[Saved data entries]
**********

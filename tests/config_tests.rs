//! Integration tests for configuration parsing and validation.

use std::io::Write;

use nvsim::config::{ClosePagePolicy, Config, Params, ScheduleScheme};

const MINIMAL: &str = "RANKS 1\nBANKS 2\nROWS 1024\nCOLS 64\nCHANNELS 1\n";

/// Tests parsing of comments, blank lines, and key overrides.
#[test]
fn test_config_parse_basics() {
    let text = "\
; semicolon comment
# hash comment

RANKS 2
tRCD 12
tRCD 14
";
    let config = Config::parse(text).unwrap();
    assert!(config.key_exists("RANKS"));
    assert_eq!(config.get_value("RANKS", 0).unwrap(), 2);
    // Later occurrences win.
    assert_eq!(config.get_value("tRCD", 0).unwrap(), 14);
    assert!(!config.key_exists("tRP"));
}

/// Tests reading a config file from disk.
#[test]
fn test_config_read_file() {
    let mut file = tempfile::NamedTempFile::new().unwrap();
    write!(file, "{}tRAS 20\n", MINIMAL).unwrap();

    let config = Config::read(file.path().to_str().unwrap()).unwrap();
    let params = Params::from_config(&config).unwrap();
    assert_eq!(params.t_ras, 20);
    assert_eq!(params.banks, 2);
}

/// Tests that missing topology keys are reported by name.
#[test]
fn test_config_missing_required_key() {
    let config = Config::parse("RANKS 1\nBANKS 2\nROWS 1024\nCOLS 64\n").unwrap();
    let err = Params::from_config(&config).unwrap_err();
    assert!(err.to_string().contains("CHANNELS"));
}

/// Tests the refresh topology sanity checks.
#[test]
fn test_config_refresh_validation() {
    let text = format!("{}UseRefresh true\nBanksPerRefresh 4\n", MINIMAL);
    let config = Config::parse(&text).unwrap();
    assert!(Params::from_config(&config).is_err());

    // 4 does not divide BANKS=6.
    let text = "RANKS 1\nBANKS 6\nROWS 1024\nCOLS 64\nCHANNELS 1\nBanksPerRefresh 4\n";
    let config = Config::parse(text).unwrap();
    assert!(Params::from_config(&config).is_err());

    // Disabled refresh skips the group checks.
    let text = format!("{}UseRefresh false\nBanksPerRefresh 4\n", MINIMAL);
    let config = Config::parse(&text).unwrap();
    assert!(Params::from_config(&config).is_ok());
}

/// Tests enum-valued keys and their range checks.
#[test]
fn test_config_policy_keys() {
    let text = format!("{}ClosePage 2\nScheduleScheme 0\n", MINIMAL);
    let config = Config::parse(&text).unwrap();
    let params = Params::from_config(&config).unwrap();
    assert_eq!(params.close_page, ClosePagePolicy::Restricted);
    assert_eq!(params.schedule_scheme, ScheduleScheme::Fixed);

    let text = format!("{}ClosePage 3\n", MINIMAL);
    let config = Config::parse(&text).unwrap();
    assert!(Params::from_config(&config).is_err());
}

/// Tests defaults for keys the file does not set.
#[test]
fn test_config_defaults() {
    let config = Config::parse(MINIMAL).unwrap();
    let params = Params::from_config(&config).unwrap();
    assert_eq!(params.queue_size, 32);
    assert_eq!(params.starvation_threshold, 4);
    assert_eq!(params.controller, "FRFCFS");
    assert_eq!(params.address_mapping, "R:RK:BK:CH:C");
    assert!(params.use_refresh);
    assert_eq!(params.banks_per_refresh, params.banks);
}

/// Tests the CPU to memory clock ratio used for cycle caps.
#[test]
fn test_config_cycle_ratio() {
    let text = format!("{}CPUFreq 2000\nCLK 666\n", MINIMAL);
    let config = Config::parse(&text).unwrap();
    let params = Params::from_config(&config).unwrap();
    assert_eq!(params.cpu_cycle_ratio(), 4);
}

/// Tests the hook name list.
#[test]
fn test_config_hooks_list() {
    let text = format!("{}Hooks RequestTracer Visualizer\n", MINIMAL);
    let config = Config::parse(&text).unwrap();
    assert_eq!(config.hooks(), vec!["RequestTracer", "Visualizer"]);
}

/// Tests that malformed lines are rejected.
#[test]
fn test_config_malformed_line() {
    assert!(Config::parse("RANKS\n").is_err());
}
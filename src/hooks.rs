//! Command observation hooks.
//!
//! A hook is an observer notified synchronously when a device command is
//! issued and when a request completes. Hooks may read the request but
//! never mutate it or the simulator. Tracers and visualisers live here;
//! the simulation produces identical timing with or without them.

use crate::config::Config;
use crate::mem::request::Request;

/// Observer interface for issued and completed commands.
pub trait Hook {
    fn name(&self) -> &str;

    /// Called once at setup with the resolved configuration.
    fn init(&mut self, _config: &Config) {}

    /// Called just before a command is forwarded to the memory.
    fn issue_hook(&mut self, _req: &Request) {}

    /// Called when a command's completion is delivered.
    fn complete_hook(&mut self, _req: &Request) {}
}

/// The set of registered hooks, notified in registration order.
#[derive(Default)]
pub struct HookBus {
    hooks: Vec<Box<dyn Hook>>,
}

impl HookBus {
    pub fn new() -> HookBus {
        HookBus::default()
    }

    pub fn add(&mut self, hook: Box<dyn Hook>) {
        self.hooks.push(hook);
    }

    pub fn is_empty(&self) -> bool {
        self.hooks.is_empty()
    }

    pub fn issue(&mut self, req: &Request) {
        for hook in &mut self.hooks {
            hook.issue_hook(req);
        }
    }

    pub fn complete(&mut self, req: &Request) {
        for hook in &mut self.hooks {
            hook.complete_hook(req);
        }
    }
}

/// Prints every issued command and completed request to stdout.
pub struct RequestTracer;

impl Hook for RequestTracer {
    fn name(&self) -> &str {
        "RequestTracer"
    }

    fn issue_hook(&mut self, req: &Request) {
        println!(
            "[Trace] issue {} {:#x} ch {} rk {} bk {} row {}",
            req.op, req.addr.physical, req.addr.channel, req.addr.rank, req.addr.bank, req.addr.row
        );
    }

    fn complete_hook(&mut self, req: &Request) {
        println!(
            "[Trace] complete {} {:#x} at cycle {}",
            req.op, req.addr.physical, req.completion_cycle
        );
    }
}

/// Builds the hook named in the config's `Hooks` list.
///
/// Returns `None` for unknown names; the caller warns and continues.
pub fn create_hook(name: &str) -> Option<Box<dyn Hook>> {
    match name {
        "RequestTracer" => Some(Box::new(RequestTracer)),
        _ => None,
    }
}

**********

» **TASK BRIEF**
Quote, word for word, every line from the top of the entries through the line that holds "const MINIMAL: &str".

» **OUTPUT OF THE TASK**
filename tests/config_tests.rs
//! Integration tests for configuration parsing and validation.

use std::io::Write;

use nvsim::config::{ClosePagePolicy, Config, Params, ScheduleScheme};

const MINIMAL: &str = "RANKS 1\nBANKS 2\nROWS 1024\nCOLS 64\nCHANNELS 1\n";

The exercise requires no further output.